Review: Baavare Prem He has more philosophy than love

Posted on Oct 1 2014 - 9:59am by Shailesh Narwade

A young and famous writer, at the release of his latest novel, sends shockwaves among his readers by announcing his retirement at the peak of his career. One of his die-hard fans, a girl, is heartbroken at this announcement and anyhow tries to find its reason in the book. The novel is actually an account of the writer’s real-life love-story that had happened in Goa. At the end, the same reader realizes that the writer has tried to fool everyone by hiding the truth.

Ajay Naik’s Marathi film Baavare Prem He shows the love-story in flashback as how a young guy, on a trip to Goa with his friends, is confronted by a local girl for his irresponsible behavior at a public place. He then realizes his mistake and soon finds himself falling for his critic, the Gaon girl, and thus it all starts.

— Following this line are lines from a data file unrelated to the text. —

//! Movement domain: notifications emitted by the movement controller.

use bevy::ecs::message::Message;
use bevy::prelude::*;

use crate::movement::components::Facing;
use crate::movement::targets::DashTarget;

#[derive(Debug, Clone, Copy, PartialEq)]
pub enum MovementEvent {
    GroundJumped,
    WallJumped {
        /// Side the wall was on
        direction: Facing,
        contact_point: Vec2,
    },
    MultiJumped,
    Dashed {
        target: DashTarget,
    },
    Enabled,
    Disabled,
    Died,
}

/// Movement notification forwarded into the ECS for presentation systems
#[derive(Debug, Clone, Copy)]
pub struct PlayerMovementEvent {
    pub entity: Entity,
    pub event: MovementEvent,
}

impl Message for PlayerMovementEvent {}
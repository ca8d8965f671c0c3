//! Level domain: the playground room, hazards, pickups and respawning.

mod hazards;
mod pickups;
mod room;

use bevy::prelude::*;

use crate::core::{GameState, gameplay_active};

pub use hazards::{Hazard, PendingRespawn};
pub use pickups::{Pickup, PickupKind};

use hazards::{kill_on_hazard_contact, schedule_respawn, tick_respawn};
use pickups::{collect_pickups, respawn_pickups};
use room::spawn_room;

/// Where the player appears on spawn and respawn.
#[derive(Component, Debug)]
pub struct SpawnPoint;

#[derive(Resource, Debug, Clone)]
pub struct LevelSettings {
    /// Seconds between death and respawn
    pub respawn_delay: f32,
    /// Seconds before a collected pickup reappears
    pub pickup_respawn: f32,
}

impl Default for LevelSettings {
    fn default() -> Self {
        Self {
            respawn_delay: 1.0,
            pickup_respawn: 5.0,
        }
    }
}

pub struct LevelPlugin;

impl Plugin for LevelPlugin {
    fn build(&self, app: &mut App) {
        app.init_resource::<LevelSettings>()
            .init_resource::<PendingRespawn>()
            .add_systems(Startup, spawn_room)
            .add_systems(
                Update,
                (kill_on_hazard_contact, collect_pickups)
                    .run_if(in_state(GameState::Run))
                    .run_if(gameplay_active),
            )
            .add_systems(
                Update,
                (schedule_respawn, tick_respawn, respawn_pickups)
                    .chain()
                    .run_if(in_state(GameState::Run))
                    .run_if(gameplay_active),
            );
    }
}
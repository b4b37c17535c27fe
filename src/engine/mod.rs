//! Batch orchestration.
//!
//! A batch runs its operations strictly in order against one
//! [`ProjectModel`]: later operations see what earlier ones left behind.
//! The engine only edits the in-memory model. Rolling back a failed batch
//! is the job of a [`CheckpointStore`], driven by [`run_atomic`].

pub mod checkpoint;

pub use checkpoint::{run_atomic, CheckpointError, CheckpointId, CheckpointStore, MemoryCheckpointStore};

use crate::config::{BatchRequest, Operation, ValidationError};
use crate::operations::{move_symbol, remove, rename, OperationResult};
use crate::project::ProjectModel;
use serde::Serialize;
use std::collections::BTreeSet;
use thiserror::Error;
use tracing::{info, warn};

/// Lifecycle of the batch an engine is running.
#[derive(Debug, Clone, Copy, PartialEq, Eq, Serialize)]
#[serde(rename_all = "camelCase")]
pub enum BatchState {
    Pending,
    Validating,
    Executing,
    Committed,
    RolledBack,
}

/// Faults that abort a whole batch rather than one operation.
#[derive(Error, Debug)]
pub enum EngineError {
    #[error("invalid refactor request: {0}")]
    InvalidRequest(#[from] ValidationError),

    #[error("checkpoint failure: {0}")]
    Checkpoint(#[from] CheckpointError),
}

/// Outcome of one batch.
#[derive(Debug, Clone, PartialEq, Eq, Serialize)]
#[serde(rename_all = "camelCase")]
pub struct BatchResult {
    pub success: bool,
    /// One entry per attempted operation, in request order
    pub results: Vec<OperationResult>,
    /// The full requested operation list
    pub all_operations: Vec<Operation>,
    #[serde(skip_serializing_if = "Option::is_none")]
    pub error: Option<String>,
}

impl BatchResult {
    /// Union of every attempted operation's affected files.
    pub fn affected_files(&self) -> BTreeSet<String> {
        self.results
            .iter()
            .flat_map(|r| r.affected_files.iter().cloned())
            .collect()
    }
}

pub struct RefactorEngine<'p> {
    project: &'p mut ProjectModel,
    state: BatchState,
}

impl<'p> RefactorEngine<'p> {
    pub fn new(project: &'p mut ProjectModel) -> Self {
        Self {
            project,
            state: BatchState::Pending,
        }
    }

    pub fn state(&self) -> BatchState {
        self.state
    }

    pub fn project(&self) -> &ProjectModel {
        self.project
    }

    /// Execute every operation of `request` in order.
    ///
    /// Operation failures are recorded in the result, never raised. With
    /// `stopOnError` the batch halts at the first failure and `results`
    /// ends with that failure.
    #[tracing::instrument(level = "debug", skip_all, fields(operations = request.operations.len()))]
    pub fn execute_batch(&mut self, request: &BatchRequest) -> Result<BatchResult, EngineError> {
        self.state = BatchState::Validating;
        if let Err(e) = request.validate() {
            self.state = BatchState::Pending;
            return Err(e.into());
        }

        self.state = BatchState::Executing;
        info!(
            operations = request.operations.len(),
            stop_on_error = request.options.stop_on_error,
            "executing batch"
        );

        let mut results = Vec::with_capacity(request.operations.len());
        let mut first_failure: Option<String> = None;

        for (index, operation) in request.operations.iter().enumerate() {
            let result = self.execute_operation(operation);
            if result.success {
                info!(index, operation = operation.name(), files = result.affected_files.len(), "operation succeeded");
            } else {
                let error = result.error.as_deref().unwrap_or("unknown error");
                warn!(index, operation = operation.name(), error, "operation failed");
                first_failure.get_or_insert_with(|| {
                    format!("Operation {} ({}) failed: {error}", index + 1, operation.describe())
                });
            }

            let failed = !result.success;
            results.push(result);
            if failed && request.options.stop_on_error {
                break;
            }
        }

        let success = first_failure.is_none();
        info!(success, attempted = results.len(), "batch finished");
        Ok(BatchResult {
            success,
            results,
            all_operations: request.operations.clone(),
            error: first_failure,
        })
    }

    /// Run a single operation against the project.
    pub fn execute_operation(&mut self, operation: &Operation) -> OperationResult {
        match operation {
            Operation::Rename {
                selector, new_name, ..
            } => rename::execute(self.project, selector, new_name),
            Operation::Move {
                selector,
                target_file_path,
                ..
            } => move_symbol::execute(self.project, selector, target_file_path),
            Operation::Remove { selector, .. } => remove::execute(self.project, selector),
        }
    }

    /// Accept the batch's changes.
    pub fn commit(&mut self) {
        self.state = BatchState::Committed;
    }

    /// Restore the project from `checkpoint` and mark the batch rolled back.
    pub fn roll_back<S: CheckpointStore>(
        &mut self,
        store: &mut S,
        checkpoint: S::Handle,
    ) -> Result<(), CheckpointError> {
        store.restore(self.project, checkpoint)?;
        self.state = BatchState::RolledBack;
        Ok(())
    }
}

#[cfg(test)]
mod tests {
    use super::*;
    use crate::config::BatchOptions;
    use crate::symbols::Selector;
    use crate::ts::SymbolKind;

    fn project() -> ProjectModel {
        let mut project = ProjectModel::in_memory("/p");
        project
            .add_source(
                "src/a.ts",
                "export function first(): number {\n    return 1;\n}\n\nexport function second(): number {\n    return 2;\n}\n",
            )
            .unwrap();
        project
            .add_source("src/b.ts", "export function third(): number {\n    return 3;\n}\n")
            .unwrap();
        project
    }

    fn remove(name: &str, path: &str) -> Operation {
        Operation::Remove {
            selector: Selector::new(SymbolKind::Function, name, path),
            reason: None,
        }
    }

    fn failing_batch(stop_on_error: bool) -> BatchRequest {
        BatchRequest {
            operations: vec![
                remove("first", "src/a.ts"),
                remove("missing", "src/a.ts"),
                remove("third", "src/b.ts"),
            ],
            options: BatchOptions { stop_on_error },
        }
    }

    #[test]
    fn stop_on_error_halts_after_failure() {
        let mut project = project();
        let before_b = project.file("src/b.ts").unwrap().text().to_string();

        let mut engine = RefactorEngine::new(&mut project);
        let result = engine.execute_batch(&failing_batch(true)).unwrap();

        assert!(!result.success);
        assert_eq!(result.results.len(), 2);
        assert_eq!(result.all_operations.len(), 3);
        assert!(result.results[0].success);
        assert!(!result.results[1].success);
        assert!(result
            .error
            .as_deref()
            .unwrap()
            .starts_with("Operation 2 (Remove missing from src/a.ts) failed: function 'missing' not found"));
        assert_eq!(engine.state(), BatchState::Executing);

        assert_eq!(project.file("src/b.ts").unwrap().text(), before_b);
    }

    #[test]
    fn continue_on_error_attempts_everything() {
        let mut project = project();
        let mut engine = RefactorEngine::new(&mut project);
        let result = engine.execute_batch(&failing_batch(false)).unwrap();

        assert!(!result.success);
        assert_eq!(result.results.len(), 3);
        assert!(result.results[2].success);
        assert_eq!(
            result.affected_files(),
            BTreeSet::from(["src/a.ts".to_string(), "src/b.ts".to_string()])
        );
    }

    #[test]
    fn operations_see_earlier_results() {
        let mut project = project();
        let request = BatchRequest::new(vec![
            Operation::Rename {
                selector: Selector::new(SymbolKind::Function, "first", "src/a.ts"),
                new_name: "initial".into(),
                reason: None,
            },
            Operation::Move {
                selector: Selector::new(SymbolKind::Function, "initial", "src/a.ts"),
                target_file_path: "src/b.ts".into(),
                reason: None,
            },
        ]);

        let result = RefactorEngine::new(&mut project).execute_batch(&request).unwrap();
        assert!(result.success, "{:?}", result.error);
        assert!(project.file("src/b.ts").unwrap().text().contains("export function initial()"));
        assert!(!project.file("src/a.ts").unwrap().text().contains("initial"));
    }

    #[test]
    fn invalid_request_is_fatal() {
        let mut project = project();
        let mut engine = RefactorEngine::new(&mut project);
        let err = engine.execute_batch(&BatchRequest::new(Vec::new())).unwrap_err();
        assert!(matches!(err, EngineError::InvalidRequest(_)));
        assert_eq!(engine.state(), BatchState::Pending);
    }

    #[test]
    fn run_atomic_rolls_back_failed_batch() {
        let mut project = project();
        let before: Vec<String> = project.files().map(|f| f.text().to_string()).collect();
        let dirty_before: Vec<String> = project.dirty_files().map(String::from).collect();
        let mut store = MemoryCheckpointStore::new();

        let mut engine = RefactorEngine::new(&mut project);
        let result = run_atomic(&mut engine, &mut store, &failing_batch(true)).unwrap();
        assert!(!result.success);
        assert_eq!(engine.state(), BatchState::RolledBack);

        let after: Vec<String> = project.files().map(|f| f.text().to_string()).collect();
        assert_eq!(after, before);
        // Seeded files were never persisted, so they stay pending
        let dirty_after: Vec<String> = project.dirty_files().map(String::from).collect();
        assert_eq!(dirty_after, dirty_before);
        assert_eq!(dirty_after, vec!["src/a.ts".to_string(), "src/b.ts".to_string()]);
    }

    #[test]
    fn run_atomic_commits_successful_batch() {
        let mut project = project();
        let mut store = MemoryCheckpointStore::new();
        let request = BatchRequest::new(vec![remove("second", "src/a.ts")]);

        let mut engine = RefactorEngine::new(&mut project);
        let result = run_atomic(&mut engine, &mut store, &request).unwrap();
        assert!(result.success);
        assert_eq!(engine.state(), BatchState::Committed);
        assert_eq!(
            project.file("src/a.ts").unwrap().text(),
            "export function first(): number {\n    return 1;\n}\n"
        );
    }
}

Ajay Naik’s first film as a director, Lagn Pahave Karun, was among my favorite five Marathi films of 2013. It was realistic, youthful and entertaining. The film had good script, believable characters, and equally good performances by Siddharth Chandekar and Tejashree Pradhan, apart from its lead pair of Umesh Kamat and Mukta Barve.

Sadly, Baavare Prem He falls short of those standards; and rather than terming it as good or bad, I will best describe it as a half-baked product.

Throughout the film, it appears that the director himself wants to twist the simple and beautiful story and unnecessarily make it complex for the audience. Secondly, the film lacks the emotional connect, which is an important aspect of a romantic film. We see a couple, we are told they are in love, people around them always speak about love; but love is nowhere in the air, it’s only in words! We are served with so many love-painted slices but the fruit is sans juice and sweetness.

The writers have conveniently picked up random things to justify their vague and weak screenplay. Baavare Prem He, though, is interesting till the interval. Its good flow and realistic dialogues holds your attention in the first half. But it jumps off the track in the second part, and at a couple of points, the writers seemed to have reached a dead end and looked confused as how to move forward. Then the characters talk too much philosophy, making it a bit boring affair. Scenes like the conversation between the author and the reader was unconvincing and a little funny. The mom’s confession was also totally out of context.

It is very hard to digest that a couple, madly in love with each other, can stay apart for months without any reason. They don’t even try to meet personally at least once. What we normally see is, for a person, who is in his or her twenties and who is deeply in love, nothing in the world in more important than the lover. Now, can the distance between Pune and Goa be the only reason for keeping such a couple apart for months? They don’t even talk over phone, because we are told the girl doesn’t like using emails and WhatsApp! Okay!

Usually, a film picks up pace in the ascending order from start to end. Here, it happens otherwise. Baavare Prem He begins with a good pace but starts loosing speed as it progresses, and its slowest movement unfortunately comes during the climax.

Baavare Prem He, however, is good musically. Ajay Naik scores high points on the musical front as he carefully chooses Bollywood’s known voices to sing for this film. Actors Siddharth Chandekar and Urmila Kanetkar Kothare are brilliant as the lead pair. Vidyadhar Joshi is great in a different and convincing role. Supriya Vinod and Shantanu Gangane lend valuable support in supporting roles. The film is a one-time watch.